Le origini del Convento di Forano non sono documentate in modo esauriente, ma si sa che tra il XII e il XIII secolo, nell’area dove sorge il complesso, esisteva un ospitale e, con molta probabilità, anche alcuni insediamenti benedettini.
Secondo quanto tramandato da padre Ciro da Pesaro, intorno al 1215 san Francesco si sarebbe recato nella selva di Forano, dove trovò un piccolo ospizio di monaci, ormai abbandonato e in rovina, con annessa una chiesa dedicata all’Annunciazione di Maria. Sempre secondo il frate, il santo decise di stabilirsi proprio in quel luogo.

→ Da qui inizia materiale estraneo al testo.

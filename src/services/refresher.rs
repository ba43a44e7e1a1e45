//! Background refresher for today's wait samples.
//!
//! Wait-time data is collected upstream roughly every 10 minutes. The
//! refresher re-reads each park's current civil day on the same cadence so
//! dashboard requests for "today" are served from a warm cache.
//!
//! - On each cycle: list parks, then refresh today's samples per park
//! - One park failing does not stop the others
//! - State is in-memory (`Arc<RwLock<RefresherState>>`), exposed by the
//!   status endpoint

use chrono::{DateTime, Duration, NaiveDate, Utc};
use serde::Serialize;
use std::sync::Arc;
use tokio::sync::RwLock;
use utoipa::ToSchema;

use crate::db::models::Park;
use crate::errors::AppError;
use crate::services::gateway::DataGateway;
use crate::services::timezone::today_in;

// ---------------------------------------------------------------------------
// Constants
// ---------------------------------------------------------------------------

/// Sleep when the park list itself cannot be loaded (seconds).
const REFRESHER_ERROR_SLEEP_SECS: u64 = 60;

// ---------------------------------------------------------------------------
// Refresher state (in-memory, shared via Arc<RwLock<>>)
// ---------------------------------------------------------------------------

/// Outcome of the last refresh of one park.
#[derive(Debug, Clone, Serialize, ToSchema)]
pub struct ParkRefreshStatus {
    pub park_id: String,
    pub park_name: String,
    /// Civil date (in the park's timezone) that was refreshed.
    pub date: Option<NaiveDate>,
    pub sample_count: usize,
    pub refreshed_at: DateTime<Utc>,
    /// "ok" or "error"
    pub last_result: String,
    pub error: Option<String>,
}

/// Global refresher state, exposed via the status endpoint.
#[derive(Debug, Clone, Serialize, ToSchema)]
pub struct RefresherState {
    pub active: bool,
    pub interval_secs: u64,
    pub next_refresh_at: Option<DateTime<Utc>>,
    pub last_cycle_completed_at: Option<DateTime<Utc>>,
    pub last_cycle_duration_ms: Option<u64>,
    pub total_cycles: u64,
    /// Entries held by the gateway caches after the last cycle.
    pub cached_entries: usize,
    pub parks: Vec<ParkRefreshStatus>,
}

impl RefresherState {
    pub fn new(interval_secs: u64) -> Self {
        Self {
            active: true,
            interval_secs,
            next_refresh_at: None,
            last_cycle_completed_at: None,
            last_cycle_duration_ms: None,
            total_cycles: 0,
            cached_entries: 0,
            parks: Vec::new(),
        }
    }
}

/// Shared refresher state handle.
pub type SharedRefresherState = Arc<RwLock<RefresherState>>;

// ---------------------------------------------------------------------------
// Main refresher loop
// ---------------------------------------------------------------------------

/// Run the background refresher. Never returns.
///
/// Should be spawned via `tokio::spawn(run_refresher(...))`.
pub async fn run_refresher(gateway: DataGateway, state: SharedRefresherState) {
    let interval_secs = state.read().await.interval_secs;
    tracing::info!("Background refresher started (every {}s)", interval_secs);

    loop {
        let sleep_for = match refresh_cycle(&gateway, &state, Utc::now()).await {
            Ok(()) => interval_secs,
            Err(e) => {
                tracing::error!("Refresher: failed to list parks: {}", e);
                REFRESHER_ERROR_SLEEP_SECS
            }
        };
        {
            let mut s = state.write().await;
            s.next_refresh_at = Some(Utc::now() + Duration::seconds(sleep_for as i64));
        }
        sleep_secs(sleep_for).await;
    }
}

/// Refresh today's samples for every park once and publish the outcome.
pub async fn refresh_cycle(
    gateway: &DataGateway,
    state: &SharedRefresherState,
    now: DateTime<Utc>,
) -> Result<(), AppError> {
    let cycle_start = Utc::now();
    let parks = gateway.list_parks().await?;

    let mut statuses = Vec::with_capacity(parks.len());
    for park in &parks {
        let status = refresh_park(gateway, park, now).await;
        // Publish intermediate state so the status endpoint is useful mid-cycle
        statuses.push(status);
        state.write().await.parks = statuses.clone();
    }

    let ok = statuses.iter().filter(|s| s.last_result == "ok").count();
    let duration_ms = (Utc::now() - cycle_start).num_milliseconds().max(0) as u64;
    tracing::info!(
        "Refresher: cycle complete, {}/{} parks refreshed in {}ms",
        ok,
        statuses.len(),
        duration_ms
    );

    let mut s = state.write().await;
    s.parks = statuses;
    s.total_cycles += 1;
    s.cached_entries = gateway.cached_entries();
    s.last_cycle_completed_at = Some(Utc::now());
    s.last_cycle_duration_ms = Some(duration_ms);
    Ok(())
}

async fn refresh_park(gateway: &DataGateway, park: &Park, now: DateTime<Utc>) -> ParkRefreshStatus {
    let mut status = ParkRefreshStatus {
        park_id: park.id.clone(),
        park_name: park.name.clone(),
        date: None,
        sample_count: 0,
        refreshed_at: Utc::now(),
        last_result: "error".to_string(),
        error: None,
    };

    let tz = match gateway.park_timezone(park) {
        Ok(tz) => tz,
        Err(e) => {
            tracing::warn!("Refresher: {} has an invalid timezone: {}", park.id, e);
            status.error = Some(e.to_string());
            return status;
        }
    };
    let today = today_in(tz, now);
    status.date = Some(today);

    match gateway.refresh_wait_samples(park, today).await {
        Ok(samples) => {
            tracing::debug!(
                "Refresher: {} {} -> {} samples",
                park.id,
                today,
                samples.len()
            );
            status.sample_count = samples.len();
            status.last_result = "ok".to_string();
        }
        Err(e) => {
            tracing::warn!("Refresher: failed to refresh {}: {}", park.id, e);
            status.error = Some(e.to_string());
        }
    }
    status.refreshed_at = Utc::now();
    status
}

async fn sleep_secs(secs: u64) {
    tokio::time::sleep(std::time::Duration::from_secs(secs)).await;
}

// ---------------------------------------------------------------------------
// Tests
// ---------------------------------------------------------------------------

#[cfg(test)]
mod tests {
    use super::*;
    use crate::db::models::{ParkSchedule, WaitSample, WaitStatus};
    use crate::services::store::WaitTimeStore;
    use async_trait::async_trait;
    use chrono::TimeZone;

    struct StubStore {
        parks: Result<Vec<Park>, String>,
    }

    #[async_trait]
    impl WaitTimeStore for StubStore {
        async fn list_parks(&self) -> Result<Vec<Park>, AppError> {
            self.parks
                .clone()
                .map_err(AppError::ExternalServiceError)
        }

        async fn list_available_dates(&self, _: &str) -> Result<Vec<NaiveDate>, AppError> {
            Ok(Vec::new())
        }

        async fn get_schedule(
            &self,
            _: &str,
            _: NaiveDate,
        ) -> Result<Option<ParkSchedule>, AppError> {
            Ok(None)
        }

        async fn list_wait_samples_page(
            &self,
            park_id: &str,
            start: DateTime<Utc>,
            _end: DateTime<Utc>,
            offset: usize,
            _limit: usize,
        ) -> Result<Vec<WaitSample>, AppError> {
            if park_id == "broken" {
                return Err(AppError::ExternalServiceError("timeout".into()));
            }
            if offset > 0 {
                return Ok(Vec::new());
            }
            Ok(vec![WaitSample {
                attraction_id: "a".into(),
                attraction_name: "A".into(),
                attraction_type: None,
                recorded_at: start,
                wait_minutes: Some(15),
                status: WaitStatus::Operating,
            }])
        }

        async fn ping(&self) -> bool {
            true
        }
    }

    fn park(id: &str, timezone: &str) -> Park {
        Park {
            id: id.to_string(),
            name: id.to_uppercase(),
            thrill_api_id: id.to_string(),
            themeparks_entity_id: None,
            timezone: Some(timezone.to_string()),
        }
    }

    fn setup(parks: Result<Vec<Park>, String>) -> (DataGateway, SharedRefresherState) {
        let gateway = DataGateway::new(
            Arc::new(StubStore { parks }),
            chrono_tz::America::New_York,
            0,
            std::time::Duration::ZERO,
        );
        (gateway, Arc::new(RwLock::new(RefresherState::new(600))))
    }

    #[tokio::test]
    async fn test_cycle_refreshes_today_per_park() {
        let (gateway, state) = setup(Ok(vec![
            park("epcot", "America/New_York"),
            park("broken", "America/New_York"),
            park("nowhere", "Not/AZone"),
        ]));
        // 03:00 UTC on Jan 12 is still Jan 11 in New York
        let now = Utc.with_ymd_and_hms(2026, 1, 12, 3, 0, 0).unwrap();

        refresh_cycle(&gateway, &state, now).await.unwrap();

        let s = state.read().await;
        assert_eq!(s.total_cycles, 1);
        assert!(s.last_cycle_completed_at.is_some());
        assert_eq!(s.parks.len(), 3);
        // The park list plus epcot's day of samples
        assert_eq!(s.cached_entries, 2);

        assert_eq!(s.parks[0].last_result, "ok");
        assert_eq!(s.parks[0].sample_count, 1);
        assert_eq!(s.parks[0].date, NaiveDate::from_ymd_opt(2026, 1, 11));

        assert_eq!(s.parks[1].last_result, "error");
        assert!(s.parks[1].error.is_some());

        assert_eq!(s.parks[2].last_result, "error");
        assert_eq!(s.parks[2].date, None);
    }

    #[tokio::test]
    async fn test_cycle_fails_when_parks_unavailable() {
        let (gateway, state) = setup(Err("down".to_string()));
        let now = Utc.with_ymd_and_hms(2026, 1, 12, 3, 0, 0).unwrap();

        assert!(refresh_cycle(&gateway, &state, now).await.is_err());
        assert_eq!(state.read().await.total_cycles, 0);
    }

    #[test]
    fn test_new_state() {
        let s = RefresherState::new(600);
        assert!(s.active);
        assert_eq!(s.interval_secs, 600);
        assert!(s.parks.is_empty());
    }
}
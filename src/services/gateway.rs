//! Data gateway: cached, retried, paginated access to a [`WaitTimeStore`].
//!
//! - Parks are cached for an hour, available dates for 5 minutes, schedules
//!   for an hour, and a day's wait samples for 2 minutes.
//! - Retryable failures (store unreachable, bad upstream response) are
//!   retried with a linearly growing delay; not-found and validation errors
//!   are returned immediately.
//! - Wait samples are fetched in pages of [`PAGE_SIZE`] until a short page
//!   comes back. Pagination order is preserved.

use chrono::{NaiveDate, Utc};
use chrono_tz::Tz;
use std::future::Future;
use std::sync::Arc;
use std::time::Duration;

use crate::db::models::{Park, ParkSchedule, WaitSample};
use crate::errors::AppError;
use crate::services::cache::TtlCache;
use crate::services::store::WaitTimeStore;
use crate::services::timezone::{day_bounds_utc, parse_timezone};

// ---------------------------------------------------------------------------
// Constants
// ---------------------------------------------------------------------------

/// Rows requested per wait-sample page.
pub const PAGE_SIZE: usize = 1000;

const PARKS_TTL: Duration = Duration::from_secs(60 * 60);
const DATES_TTL: Duration = Duration::from_secs(5 * 60);
const SCHEDULE_TTL: Duration = Duration::from_secs(60 * 60);
const WAIT_SAMPLES_TTL: Duration = Duration::from_secs(2 * 60);

const DATES_CAPACITY: usize = 64;
const SCHEDULE_CAPACITY: usize = 512;
/// One entry is a whole park-day of samples.
const WAIT_SAMPLES_CAPACITY: usize = 128;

Una tradizione legata alla presenza del poverello d’Assisi riguarda l’antica porta in quercia, tuttora inserita nella facciata della chiesa, attraverso la quale si dice che egli sia entrato. A memoria dell’evento, sul portale fu incisa la scritta latina: Haec est illa prisca janua dum hic adfuit S. Franciscus (“Questa è l’antica porta da cui passò san Francesco quando fu qui”). Attorno alla porta è ancora visibile parte di un pregevole affresco raffigurante un’Annunciazione quattrocentesca, segno della devozione e della ricchezza spirituale del luogo. Si distinguono la parte destra con la Vergine Annunciata e, al centro, l’Eterno racchiuso in una mandorla.
L’insediamento francescano di Forano è legato anche a due episodi miracolosi riportati nei Fioretti di San Francesco. Nel capitolo 42 si narra che, nella notte tra l’1 e il 2 febbraio 1289, frate Corrado da Offida, mentre pregava nella selva presso il convento, chiese la grazia di poter sentire “un poco di quella dolcezza la quale sentì santo Simeone il dì della purificazione quand’egli portò in braccio Gesù Salvatore benedetto”. In risposta, ebbe la visione della Vergine che gli porgeva il Bambino Gesù. Nel capitolo 44 viene invece ricordato un altro fatto straordinario: al beato Pietro da Treia, mentre pregava davanti a un dipinto della Crocifissione con ai piedi la Vergine, l’apostolo Giovanni e san Francesco d’Assisi, apparvero i santi stessi.
Nel luogo dell’apparizione fu eretta dapprima una semplice edicola votiva, poi, nel Quattrocento, una piccola cappella e, nel Settecento, una chiesetta più articolata dedicata alla Madonna degli Angeli. In seguito, il complesso fu ampliato fino a diventare sede del Noviziato francescano, che però venne trasferito altrove a causa del clima rigido della zona.
La chiesa fu ricostruita nel 1625 e conserva tuttora, sul lato della facciata, l’umile “porta del Perdono”, tradizionalmente identificata con quella varcata da san Francesco. Attorno ad essa si trova ancora l’affresco quattrocentesco dell’Annunciazione.
Un dipinto custodito nel sacello raffigurava la Madonna col Bambino tra angeli e santi: Lorenzo, Giovanni Evangelista, Giovanni Battista, Francesco, il beato Corrado da Offida e il beato Pietro da Treia. Nella parte inferiore comparivano figure minori, mentre in alto una fascia decorativa accoglieva piccole immagini di santi con cartigli. Purtroppo l’opera è in gran parte illeggibile. Agli inizi del Cinquecento la tavola venne sostituita da un affresco simile, ma privo della fascia superiore con i santi.
L’8 settembre 1715, nella cappella della Madonna degli Angeli, si svolse la solenne incoronazione dell’immagine sacra. Dopo la metà del Settecento la cappella fu completamente rinnovata e arricchita da dorature all’altare.